#### Your assignment:
In the records below, begin at the line that has "pub fn nelder_mead<F>(f: F, x0: &[f64], opts: SimplexOptions)" and stop after the line that has "for interval in"; quote those lines verbatim and nothing more.

#### Data for analysis:
= = = =

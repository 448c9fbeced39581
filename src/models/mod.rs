//! Line-profile models used by the Gaussian feature fitter.

pub mod model;

pub use model::*;
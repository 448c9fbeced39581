//! Nelder–Mead downhill simplex on top of `argmin`.
//!
//! Derivative-free minimiser used wherever the objective is cheap but has no
//! Jacobian (power-spectrum model fits, coverage calibration, the fit helper
//! when the model supplies no Jacobian).
//!
//! Conventions:
//! - initial simplex perturbs each coordinate by 5% (or 0.00025 when zero)
//! - converged once the standard deviation of the vertex costs drops below
//!   `sd_tolerance`
//! - iterations are capped at `1000 * (1 + n)`

use argmin::core::{CostFunction, Executor, State, TerminationReason};
use argmin::solver::neldermead::NelderMead;

use crate::error::MeasureError;

/// Outcome of a Nelder–Mead run.
#[derive(Debug, Clone)]
pub struct SimplexResult {
    pub x: Vec<f64>,
    pub fun: f64,
    pub iterations: u64,
    pub converged: bool,
}

#[derive(Debug, Clone, Copy)]
pub struct SimplexOptions {
    pub sd_tolerance: f64,
    pub max_iter: Option<u64>,
}

impl Default for SimplexOptions {
    fn default() -> Self {
        Self {
            sd_tolerance: 1e-10,
            max_iter: None,
        }
    }
}

/// Cost function for argmin; non-finite values become `f64::MAX` so the
/// simplex moves away from them.
struct Objective<F> {
    f: F,
}

impl<F> CostFunction for Objective<F>
where
    F: Fn(&[f64]) -> f64,
{
    type Param = Vec<f64>;
    type Output = f64;

    fn cost(&self, x: &Self::Param) -> Result<Self::Output, argmin::core::Error> {
        let v = (self.f)(x);
        Ok(if v.is_finite() { v } else { f64::MAX })
    }
}

fn initial_simplex(x0: &[f64]) -> Vec<Vec<f64>> {
    let mut simplex = Vec::with_capacity(x0.len() + 1);
    simplex.push(x0.to_vec());
    for i in 0..x0.len() {
        let mut vertex = x0.to_vec();
        vertex[i] = if vertex[i] != 0.0 { 1.05 * vertex[i] } else { 0.00025 };
        simplex.push(vertex);
    }
    simplex
}

/// Minimise `f` starting from `x0`.
pub fn nelder_mead<F>(f: F, x0: &[f64], opts: SimplexOptions) -> Result<SimplexResult, MeasureError>
where
    F: Fn(&[f64]) -> f64,
{
    let n = x0.len();
    if n == 0 {
        let fun = f(x0);
        return Ok(SimplexResult {
            x: Vec::new(),
            fun,
            iterations: 0,
            converged: fun.is_finite(),
        });
    }
    let max_iter = opts.max_iter.unwrap_or(1000 * (1 + n as u64));

    let solver = NelderMead::new(initial_simplex(x0))
        .with_sd_tolerance(opts.sd_tolerance)
        .map_err(|e| MeasureError::Numerical(format!("simplex setup: {e}")))?;
    let result = Executor::new(Objective { f }, solver)
        .configure(|state| state.max_iters(max_iter))
        .run()
        .map_err(|e| MeasureError::Numerical(format!("simplex run: {e}")))?;

    let state = result.state();
    let x = state.best_param.clone().unwrap_or_else(|| x0.to_vec());
    let fun = state.best_cost;
    let converged =
        state.get_termination_reason() == Some(&TerminationReason::SolverConverged) && fun < f64::MAX;
    Ok(SimplexResult {
        x,
        fun,
        iterations: state.get_iter(),
        converged,
    })
}
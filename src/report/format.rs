//! Text and JSON renderings of an [`UncertaintyReport`].
//!
//! We keep formatting code in one place so:
//! - the engines stay free of presentation concerns
//! - the table, the record and the on-screen summary read the same numbers

use serde_json::{Map, Value, json};

use crate::error::MeasureError;
use crate::uncertainty::{Method, SlotSummary, Statistics, UncertaintyReport};

const RULE_WIDTH: usize = 32;
const MAX_DECIMALS: usize = 12;

/// `# [lower, upper]` per interval followed by one `mean stddev` row per slot.
///
/// Slots without any successful measurement leave an empty row.
pub fn format_ascii(report: &UncertaintyReport) -> String {
    let mut lines = Vec::new();
    for interval in &report.intervals {
        lines.push(format!("# [{:.2}, {:.2}]", interval.limits.lower, interval.limits.upper));
        for slot in &interval.slots {
            lines.push(match &slot.statistics {
                Some(s) => format!("{} {}", s.mean, s.stddev),
                None => String::new(),
            });
        }
        lines.push(String::new());
    }
    lines.join("\n").trim().to_string()
}

fn bands_json(s: &Statistics, record: &mut Map<String, Value>) {
    for (k, (lo, hi)) in s.bands.iter().enumerate() {
        record.insert(format!("{}-sigma", k + 1), json!([lo, hi]));
    }
}

fn slot_json(method: Method, slot: &SlotSummary) -> Value {
    let mut record = Map::new();
    let stats = slot.statistics.as_ref();
    match method {
        Method::MonteCarlo => {
            record.insert("success_rate".into(), json!(slot.success_rate()));
            record.insert("min".into(), json!(stats.and_then(|s| s.min)));
            record.insert("max".into(), json!(stats.and_then(|s| s.max)));
            record.insert("mean".into(), json!(stats.map(|s| s.mean)));
            record.insert("median".into(), json!(stats.map(|s| s.median)));
        }
        Method::Covariance => {
            record.insert("location".into(), json!(stats.map(|s| s.mean)));
        }
    }
    record.insert("stddev".into(), json!(stats.map(|s| s.stddev)));
    if let Some(reference) = slot.reference {
        record.insert("reference".into(), json!(reference));
        record.insert("unit".into(), json!(slot.unit.label()));
    }
    match stats {
        Some(s) => bands_json(s, &mut record),
        None => {
            for k in 1..=3 {
                record.insert(format!("{k}-sigma"), Value::Null);
            }
        }
    }
    Value::Object(record)
}

/// `{"method": feature, "limits": [{"lower", "upper", "results": [...]}]}`.
pub fn format_json(report: &UncertaintyReport) -> Result<String, MeasureError> {
    let limits: Vec<Value> = report
        .intervals
        .iter()
        .map(|interval| {
            json!({
                "lower": interval.limits.lower,
                "upper": interval.limits.upper,
                "results": interval.slots.iter().map(|s| slot_json(report.method, s)).collect::<Vec<_>>(),
            })
        })
        .collect();
    let out = json!({
        "method": report.feature,
        "uncertainty": report.method.name(),
        "limits": limits,
    });
    Ok(serde_json::to_string(&out)?)
}

/// Decimal places that resolve `stddev` to about two significant digits.
fn decimals(stddev: f64) -> usize {
    if !(stddev.is_finite() && stddev > 0.0) {
        return 2;
    }
    let d = (2.0 - stddev.log10()).trunc();
    if d <= 2.0 { 2 } else { (d as usize).min(MAX_DECIMALS) }
}

fn value(v: f64, d: usize, unit: &str) -> String {
    if unit.is_empty() {
        format!("{v:.d$}")
    } else {
        format!("{v:.d$} {unit}")
    }
}

/// Operator-facing block for one slot: success rate (Monte Carlo only),
/// location and spread, and the sigma bands with their half-widths.
pub fn format_summary(method: Method, slot: &SlotSummary) -> String {
    let mut s = format!("{}\n\n", "-".repeat(RULE_WIDTH));
    if method == Method::MonteCarlo {
        s.push_str(&format!(
            "  Success rate:\n    {}/{} ({:.2}%)\n\n",
            slot.successes,
            slot.trials,
            100.0 * slot.success_rate()
        ));
    }
    let Some(stats) = &slot.statistics else {
        if method == Method::Covariance {
            s.push_str("  Location: unavailable\n\n");
        }
        return s;
    };

    let unit = slot.unit.label();
    let d = decimals(stats.stddev);
    match method {
        Method::MonteCarlo => {
            if let (Some(min), Some(max)) = (stats.min, stats.max) {
                s.push_str(&format!("  Min: {}\n", value(min, d, unit)));
                s.push_str(&format!("  Max: {}\n\n", value(max, d, unit)));
            }
            s.push_str(&format!("  Mean: {}\n", value(stats.mean, d, unit)));
            s.push_str(&format!("  Median: {}\n", value(stats.median, d, unit)));
        }
        Method::Covariance => {
            s.push_str(&format!("  Location: {}\n", value(stats.mean, d, unit)));
        }
    }
    s.push_str(&format!("  Stddev: {}\n\n", value(stats.stddev, d, unit)));

    let halves = stats.half_widths();
    for (k, ((lo, hi), half)) in stats.bands.iter().zip(halves).enumerate() {
        s.push_str(&format!("  {}s: {lo:.d$}, {}\n", k + 1, value(*hi, d, unit)));
        s.push_str(&format!("      ~ +/-{}\n", value(half, d, unit)));
    }
    s.push('\n');
    s
}

#[cfg(test)]
mod tests {
    use super::*;
    use crate::domain::{Limits, Unit};
    use crate::uncertainty::IntervalSummary;

    fn report(method: Method, statistics: Option<Statistics>, reference: Option<f64>) -> UncertaintyReport {
        UncertaintyReport {
            method,
            feature: "velocity.gaussians".into(),
            intervals: vec![IntervalSummary {
                limits: Limits::new(6000.0, 6300.0),
                slots: vec![SlotSummary {
                    reference,
                    unit: if reference.is_some() { Unit::Velocity } else { Unit::Native },
                    successes: if statistics.is_some() { 9 } else { 0 },
                    trials: 10,
                    statistics,
                }],
            }],
        }
    }

    #[test]
    fn ascii_table_groups_by_interval() {
        let s = Statistics::from_samples(&[1.0, 2.0, 3.0]).unwrap();
        let text = format_ascii(&report(Method::MonteCarlo, Some(s), None));
        let lines: Vec<&str> = text.lines().collect();
        assert_eq!(lines[0], "# [6000.00, 6300.00]");
        assert!(lines[1].starts_with("2 0.816"), "{}", lines[1]);
        assert_eq!(lines.len(), 2);
    }

    #[test]
    fn json_record_uses_reported_units() {
        let s = Statistics::normal(-11000.0, 150.0);
        let text = format_json(&report(Method::Covariance, Some(s), Some(6355.0))).unwrap();
        let v: Value = serde_json::from_str(&text).unwrap();
        assert_eq!(v["method"], "velocity.gaussians");
        let r = &v["limits"][0]["results"][0];
        assert_eq!(r["location"], -11000.0);
        assert_eq!(r["unit"], "km/s");
        assert_eq!(r["1-sigma"].as_array().unwrap().len(), 2);
    }

    #[test]
    fn failed_slot_serializes_nulls() {
        let text = format_json(&report(Method::MonteCarlo, None, None)).unwrap();
        let v: Value = serde_json::from_str(&text).unwrap();
        let r = &v["limits"][0]["results"][0];
        assert_eq!(r["success_rate"], 0.0);
        assert!(r["mean"].is_null());
        assert!(r["3-sigma"].is_null());
    }

    #[test]
    fn summary_precision_follows_stddev() {
        assert_eq!(decimals(0.5), 2);
        assert_eq!(decimals(0.004), 4);
        assert_eq!(decimals(250.0), 2);
        assert_eq!(decimals(0.0), 2);

        let s = Statistics::from_samples(&[6100.0, 6100.004, 6100.008]).unwrap();
        let text = format_summary(Method::MonteCarlo, report(Method::MonteCarlo, Some(s), None).slot(0, 0).unwrap());
        assert!(text.contains("Success rate:\n    9/10 (90.00%)"), "{text}");
        assert!(text.contains("  Mean: 6100.0040\n"), "{text}");
        assert!(text.contains("  1s: "), "{text}");
        assert!(text.contains("~ +/-"), "{text}");
    }
}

= = = =

#### Final answer:
pub fn nelder_mead<F>(f: F, x0: &[f64], opts: SimplexOptions) -> Result<SimplexResult, MeasureError>
where
    F: Fn(&[f64]) -> f64,
{
    let n = x0.len();
    if n == 0 {
        let fun = f(x0);
        return Ok(SimplexResult {
            x: Vec::new(),
            fun,
            iterations: 0,
            converged: fun.is_finite(),
        });
    }
    let max_iter = opts.max_iter.unwrap_or(1000 * (1 + n as u64));

    let solver = NelderMead::new(initial_simplex(x0))
        .with_sd_tolerance(opts.sd_tolerance)
        .map_err(|e| MeasureError::Numerical(format!("simplex setup: {e}")))?;
    let result = Executor::new(Objective { f }, solver)
        .configure(|state| state.max_iters(max_iter))
        .run()
        .map_err(|e| MeasureError::Numerical(format!("simplex run: {e}")))?;

    let state = result.state();
    let x = state.best_param.clone().unwrap_or_else(|| x0.to_vec());
    let fun = state.best_cost;
    let converged =
        state.get_termination_reason() == Some(&TerminationReason::SolverConverged) && fun < f64::MAX;
    Ok(SimplexResult {
        x,
        fun,
        iterations: state.get_iter(),
        converged,
    })
}
filename src/report/format.rs
//! Text and JSON renderings of an [`UncertaintyReport`].
//!
//! We keep formatting code in one place so:
//! - the engines stay free of presentation concerns
//! - the table, the record and the on-screen summary read the same numbers

use serde_json::{Map, Value, json};

use crate::error::MeasureError;
use crate::uncertainty::{Method, SlotSummary, Statistics, UncertaintyReport};

const RULE_WIDTH: usize = 32;
const MAX_DECIMALS: usize = 12;

/// `# [lower, upper]` per interval followed by one `mean stddev` row per slot.
///
/// Slots without any successful measurement leave an empty row.
pub fn format_ascii(report: &UncertaintyReport) -> String {
    let mut lines = Vec::new();
    for interval in &report.intervals {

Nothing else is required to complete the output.